Everywhere I look I see illusion and complacent, backwards faces.

Saturday, February 13, 2010

Hyped About Hypnobirthing!

I'm whittling away the time until I really have to get back to work. The project I'm currently working on involves writing descriptions of literally thousands of Italian tourist attractions. Do you know how many churches there are in Italy?? It's insane, but it keeps me busy and I am so grateful for the abundance of purpose, knowledge, and money I get out of it! No doubt I know more useless Italian trivia than you do. Go ahead.
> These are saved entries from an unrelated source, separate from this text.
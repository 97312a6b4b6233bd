//! SurrealDB implementation of [`RoleAssignmentRepository`].
//!
//! Assignments are never hard-deleted outside of role cascade-delete;
//! revocation flips the status and re-assignment reactivates the same
//! row so the unique `(user_id, role_id)` index is never violated by
//! repeated grant/revoke cycles.

use std::collections::{BTreeSet, HashMap, HashSet};

use chrono::{DateTime, Utc};
use surrealdb::{Connection, Surreal};
use surrealdb_types::SurrealValue;
use tracing::info;
use uuid::Uuid;
use warden_core::SUPERADMIN_LEVEL;
use warden_core::error::WardenResult;
use warden_core::models::assignment::{
    AggregatedPermissions, AssignRole, AssignmentStatus, RoleAssignment, UserRoleBinding,
};
use warden_core::models::role::Role;
use warden_core::repository::RoleAssignmentRepository;

use crate::error::DbError;

#[derive(Debug, SurrealValue)]
struct AssignmentRow {
    user_id: String,
    role_id: String,
    assigned_by: Option<String>,
    assigned_at: DateTime<Utc>,
    expires_at: Option<DateTime<Utc>>,
    status: String,
}

#[derive(Debug, SurrealValue)]
struct AssignmentRowWithId {
    record_id: String,
    user_id: String,
    role_id: String,
    assigned_by: Option<String>,
    assigned_at: DateTime<Utc>,
    expires_at: Option<DateTime<Utc>>,
    status: String,
}

#[derive(Debug, SurrealValue)]
struct RoleRowWithId {
    record_id: String,
    name: String,
    description: Option<String>,
    level: u32,
    permissions: Vec<String>,
    color: Option<String>,
    icon: Option<String>,
    is_system: bool,
    is_active: bool,
    created_by: Option<String>,
    created_at: DateTime<Utc>,
}

fn parse_status(s: &str) -> Result<AssignmentStatus, DbError> {
    match s {
        "Active" => Ok(AssignmentStatus::Active),
        "Revoked" => Ok(AssignmentStatus::Revoked),
        other => Err(DbError::Migration(format!(
            "unknown assignment status: {other}"
        ))),
    }
}

fn parse_uuid(field: &str, value: &str) -> Result<Uuid, DbError> {
    Uuid::parse_str(value).map_err(|e| DbError::Migration(format!("invalid {field} UUID: {e}")))
}

impl AssignmentRow {
    fn into_assignment(self, id: Uuid) -> Result<RoleAssignment, DbError> {
        Ok(RoleAssignment {
            id,
            user_id: parse_uuid("user_id", &self.user_id)?,
            role_id: parse_uuid("role_id", &self.role_id)?,
            assigned_by: self
                .assigned_by
                .map(|s| parse_uuid("assigned_by", &s))
                .transpose()?,
            assigned_at: self.assigned_at,
            expires_at: self.expires_at,
            status: parse_status(&self.status)?,
        })
    }
}

impl AssignmentRowWithId {
    fn try_into_assignment(self) -> Result<RoleAssignment, DbError> {
        let id = parse_uuid("record", &self.record_id)?;
        AssignmentRow {
            user_id: self.user_id,
            role_id: self.role_id,
            assigned_by: self.assigned_by,
            assigned_at: self.assigned_at,
            expires_at: self.expires_at,
            status: self.status,
        }
        .into_assignment(id)
    }
}

impl RoleRowWithId {
    fn try_into_role(self) -> Result<Role, DbError> {
        Ok(Role {
            id: parse_uuid("record", &self.record_id)?,
            name: self.name,
            description: self.description,
            level: self.level,
            permissions: self.permissions,
            color: self.color,
            icon: self.icon,
            is_system: self.is_system,
            is_active: self.is_active,
            created_by: self
                .created_by
                .map(|s| parse_uuid("created_by", &s))
                .transpose()?,
            created_at: self.created_at,
        })
    }
}

/// SurrealDB implementation of the role-assignment repository.
#[derive(Clone)]
pub struct SurrealRoleAssignmentRepository<C: Connection> {
    db: Surreal<C>,
}

impl<C: Connection> SurrealRoleAssignmentRepository<C> {
    pub fn new(db: Surreal<C>) -> Self {
        Self { db }
    }

    /// Fetch the roles referenced by `role_ids`, keyed by id.
    async fn fetch_roles(&self, role_ids: Vec<String>) -> Result<HashMap<Uuid, Role>, DbError> {
        if role_ids.is_empty() {
            return Ok(HashMap::new());
        }

        let mut result = self
            .db
            .query(
                "SELECT meta::id(id) AS record_id, * FROM role \
                 WHERE meta::id(id) IN $role_ids",
            )
            .bind(("role_ids", role_ids))
            .await?;

        let rows: Vec<RoleRowWithId> = result.take(0)?;
        let mut roles = HashMap::new();
        for row in rows {
            let role = row.try_into_role()?;
            roles.insert(role.id, role);
        }
        Ok(roles)
    }
}

impl<C: Connection> RoleAssignmentRepository for SurrealRoleAssignmentRepository<C> {
    async fn get_user_roles(&self, user_id: Uuid) -> WardenResult<Vec<UserRoleBinding>> {
        let mut result = self
            .db
            .query(
                "SELECT meta::id(id) AS record_id, * FROM user_role \
                 WHERE user_id = $user_id AND status = 'Active'",
            )
            .bind(("user_id", user_id.to_string()))
            .await
            .map_err(DbError::from)?;

        let rows: Vec<AssignmentRowWithId> = result.take(0).map_err(DbError::from)?;
        let role_ids: Vec<String> = rows.iter().map(|r| r.role_id.clone()).collect();
        let mut roles = self.fetch_roles(role_ids).await?;

        let mut bindings = Vec::new();
        for row in rows {
            let assignment = row.try_into_assignment()?;
            // A dangling role_id means the role row was removed out of
            // band; skip rather than fail the whole aggregation.
            if let Some(role) = roles.remove(&assignment.role_id) {
                bindings.push(UserRoleBinding { assignment, role });
            }
        }

        Ok(bindings)
    }

    async fn get_user_permissions(&self, user_id: Uuid) -> WardenResult<AggregatedPermissions> {
        let bindings = self.get_user_roles(user_id).await?;
        let now = Utc::now();

        let mut permissions: BTreeSet<String> = BTreeSet::new();
        let mut role_names = Vec::new();
        let mut max_level = 0u32;

        for binding in bindings {
            if !binding.assignment.is_effective(now) {
                continue;
            }
            if !binding.role.is_active {
                continue;
            }
            permissions.extend(binding.role.permissions.iter().cloned());
            role_names.push(binding.role.name.clone());
            max_level = max_level.max(binding.role.level);
        }

        Ok(AggregatedPermissions {
            permissions: permissions.into_iter().collect(),
            role_names,
            max_level,
        })
    }

    async fn assign_role(&self, input: AssignRole) -> WardenResult<RoleAssignment> {
        let user_id_str = input.user_id.to_string();
        let role_id_str = input.role_id.to_string();
        let assigned_by_str = input.assigned_by.map(|u| u.to_string());

        // Check for an existing pair (any status) so repeated grants
        // reactivate instead of tripping the unique index.
        let mut result = self
            .db
            .query(
                "SELECT meta::id(id) AS record_id, * FROM user_role \
                 WHERE user_id = $user_id AND role_id = $role_id",
            )
            .bind(("user_id", user_id_str.clone()))
            .bind(("role_id", role_id_str.clone()))
            .await
            .map_err(DbError::from)?;
        let existing: Vec<AssignmentRowWithId> = result.take(0).map_err(DbError::from)?;

        if let Some(row) = existing.into_iter().next() {
            let record_id = row.record_id.clone();
            let mut result = self
                .db
                .query(
                    "UPDATE type::record('user_role', $id) SET \
                     status = 'Active', assigned_by = $assigned_by, \
                     assigned_at = time::now(), expires_at = $expires_at",
                )
                .bind(("id", record_id.clone()))
                .bind(("assigned_by", assigned_by_str))
                .bind(("expires_at", input.expires_at))
                .await
                .map_err(DbError::from)?;

            let rows: Vec<AssignmentRow> = result.take(0).map_err(DbError::from)?;
            let row = rows.into_iter().next().ok_or_else(|| DbError::NotFound {
                entity: "user_role".into(),
                id: record_id.clone(),
            })?;

            let assignment = row.into_assignment(parse_uuid("record", &record_id)?)?;
            info!(
                assignment_id = %assignment.id,
                user_id = %input.user_id,
                role_id = %input.role_id,
                "Reactivated role assignment"
            );
            return Ok(assignment);
        }

        let id = Uuid::new_v4();
        let id_str = id.to_string();

        let result = self
            .db
            .query(
                "CREATE type::record('user_role', $id) SET \
                 user_id = $user_id, role_id = $role_id, \
                 assigned_by = $assigned_by, expires_at = $expires_at, \
                 status = 'Active'",
            )
            .bind(("id", id_str.clone()))
            .bind(("user_id", user_id_str))
            .bind(("role_id", role_id_str))
            .bind(("assigned_by", input.assigned_by.map(|u| u.to_string())))
            .bind(("expires_at", input.expires_at))
            .await
            .map_err(DbError::from)?;

        let mut result = result
            .check()
            .map_err(|e| DbError::Migration(e.to_string()))?;

        let rows: Vec<AssignmentRow> = result.take(0).map_err(DbError::from)?;
        let row = rows.into_iter().next().ok_or_else(|| DbError::NotFound {
            entity: "user_role".into(),
            id: id_str,
        })?;

        info!(
            assignment_id = %id,
            user_id = %input.user_id,
            role_id = %input.role_id,
            "Assigned role to user"
        );
        Ok(row.into_assignment(id)?)
    }

    async fn revoke_role(&self, assignment_id: Uuid) -> WardenResult<bool> {
        let mut result = self
            .db
            .query("UPDATE type::record('user_role', $id) SET status = 'Revoked'")
            .bind(("id", assignment_id.to_string()))
            .await
            .map_err(DbError::from)?;

        let rows: Vec<AssignmentRow> = result.take(0).map_err(DbError::from)?;
        if rows.is_empty() {
            return Ok(false);
        }

        info!(assignment_id = %assignment_id, "Revoked role assignment");
        Ok(true)
    }

    async fn get_assignment(&self, assignment_id: Uuid) -> WardenResult<RoleAssignment> {
        let id_str = assignment_id.to_string();

        let mut result = self
            .db
            .query("SELECT * FROM type::record('user_role', $id)")
            .bind(("id", id_str.clone()))
            .await
            .map_err(DbError::from)?;

        let rows: Vec<AssignmentRow> = result.take(0).map_err(DbError::from)?;
        let row = rows.into_iter().next().ok_or_else(|| DbError::NotFound {
            entity: "user_role".into(),
            id: id_str,
        })?;

        Ok(row.into_assignment(assignment_id)?)
    }

    async fn superadmin_count(&self) -> WardenResult<u64> {
        let mut result = self
            .db
            .query(
                "SELECT meta::id(id) AS record_id, * FROM role \
                 WHERE level = $level AND is_active = true",
            )
            .bind(("level", SUPERADMIN_LEVEL))
            .await
            .map_err(DbError::from)?;
        let roles: Vec<RoleRowWithId> = result.take(0).map_err(DbError::from)?;
        if roles.is_empty() {
            return Ok(0);
        }

        let role_ids: Vec<String> = roles.into_iter().map(|r| r.record_id).collect();
        let mut result = self
            .db
            .query(
                "SELECT meta::id(id) AS record_id, * FROM user_role \
                 WHERE role_id IN $role_ids AND status = 'Active'",
            )
            .bind(("role_ids", role_ids))
            .await
            .map_err(DbError::from)?;
        let rows: Vec<AssignmentRowWithId> = result.take(0).map_err(DbError::from)?;

        let users: HashSet<String> = rows.into_iter().map(|r| r.user_id).collect();
        Ok(users.len() as u64)
    }
}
Challenge me.

Other than that, since breakfast I've been cleaning, arranging, basically controlling every little thing I can until whoever-the-hell-is-painting-the-nursery gets it done so I can start doing really productive things. I desperately want to work on the nursery, but I have to wait while Peter takes his sweet time deciding to paint. He primed the woodwork over a week ago. Hello, nesting here, kind of anxious and obnoxiously energetic. On a cheerier note, Mike just cleaned the toilet! Woo-hoo! He's such a good daddy.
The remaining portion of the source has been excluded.